====== GIVEN RECORDS
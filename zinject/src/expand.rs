//! Late-bound command lines and their expansion.
//!
//! Command lines are assembled while bindings are still mutating the
//! environment, so they are kept symbolic (literals with `$var` references
//! plus `for-each` macros) and only expanded against the final environment
//! during `to_start_info`.

use zinject_selections::Arg;

use crate::context::EnvMap;

/// One not-yet-expanded element of a command line.
#[derive(Debug, Clone, PartialEq, Eq)]
pub(crate) enum CommandLineItem {
    /// A single argument, expanded with `$var` substitution.
    Literal(String),
    /// Emits a copy of `args` per element of a list variable.
    ForEach {
        item_from: String,
        separator: Option<String>,
        args: Vec<String>,
    },
}

impl From<&Arg> for CommandLineItem {
    fn from(arg: &Arg) -> Self {
        match arg {
            Arg::Literal(value) => CommandLineItem::Literal(value.clone()),
            Arg::ForEach {
                item_from,
                separator,
                args,
            } => CommandLineItem::ForEach {
                item_from: item_from.clone(),
                separator: separator.clone(),
                args: args.clone(),
            },
        }
    }
}

/// Expands a symbolic command line into concrete argv entries.
///
/// `for-each` binds `item` for the duration of each iteration and removes it
/// afterwards, including when the source variable is unset or empty and the
/// loop body never runs.
pub(crate) fn expand_command_line(items: &[CommandLineItem], env: &mut EnvMap) -> Vec<String> {
    let mut argv = Vec::new();
    for item in items {
        match item {
            CommandLineItem::Literal(value) => argv.push(expand(value, env)),
            CommandLineItem::ForEach {
                item_from,
                separator,
                args,
            } => {
                let separator = separator
                    .clone()
                    .unwrap_or_else(|| EnvMap::path_list_separator().to_owned());
                let list = env.get(item_from).map(str::to_owned);
                if let Some(list) = list {
                    if !list.is_empty() && !separator.is_empty() {
                        for value in list.split(separator.as_str()) {
                            env.set("item", value);
                            for arg in args {
                                argv.push(expand(arg, env));
                            }
                        }
                    }
                }
                env.remove("item");
            }
        }
    }
    argv
}

/// Unix-shell style `$var` / `${var}` substitution. Unset variables expand
/// to the empty string; a `$` that starts no recognizable name stays
/// literal.
pub(crate) fn expand(input: &str, env: &EnvMap) -> String {
    let mut output = String::with_capacity(input.len());
    let mut chars = input.chars().peekable();
    while let Some(current) = chars.next() {
        if current != '$' {
            output.push(current);
            continue;
        }
        match chars.peek() {
            Some('{') => {
                chars.next();
                let mut name = String::new();
                while let Some(&next) = chars.peek() {
                    if next == '}' {
                        break;
                    }
                    name.push(next);
                    chars.next();
                }
                chars.next(); // the closing brace
                output.push_str(env.get(&name).unwrap_or_default());
            }
            Some(&next) if next == '_' || next.is_ascii_alphanumeric() => {
                let mut name = String::new();
                while let Some(&next) = chars.peek() {
                    if next == '_' || next.is_ascii_alphanumeric() {
                        name.push(next);
                        chars.next();
                    } else {
                        break;
                    }
                }
                output.push_str(env.get(&name).unwrap_or_default());
            }
            _ => output.push('$'),
        }
    }
    output
}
============
## TO DO
A line belongs in the answer if it contains the word "environment"; copy every such line from the data above.

## SOLVED EXERCISE
//! environment, so they are kept symbolic (literals with `$var` references
//! plus `for-each` macros) and only expanded against the final environment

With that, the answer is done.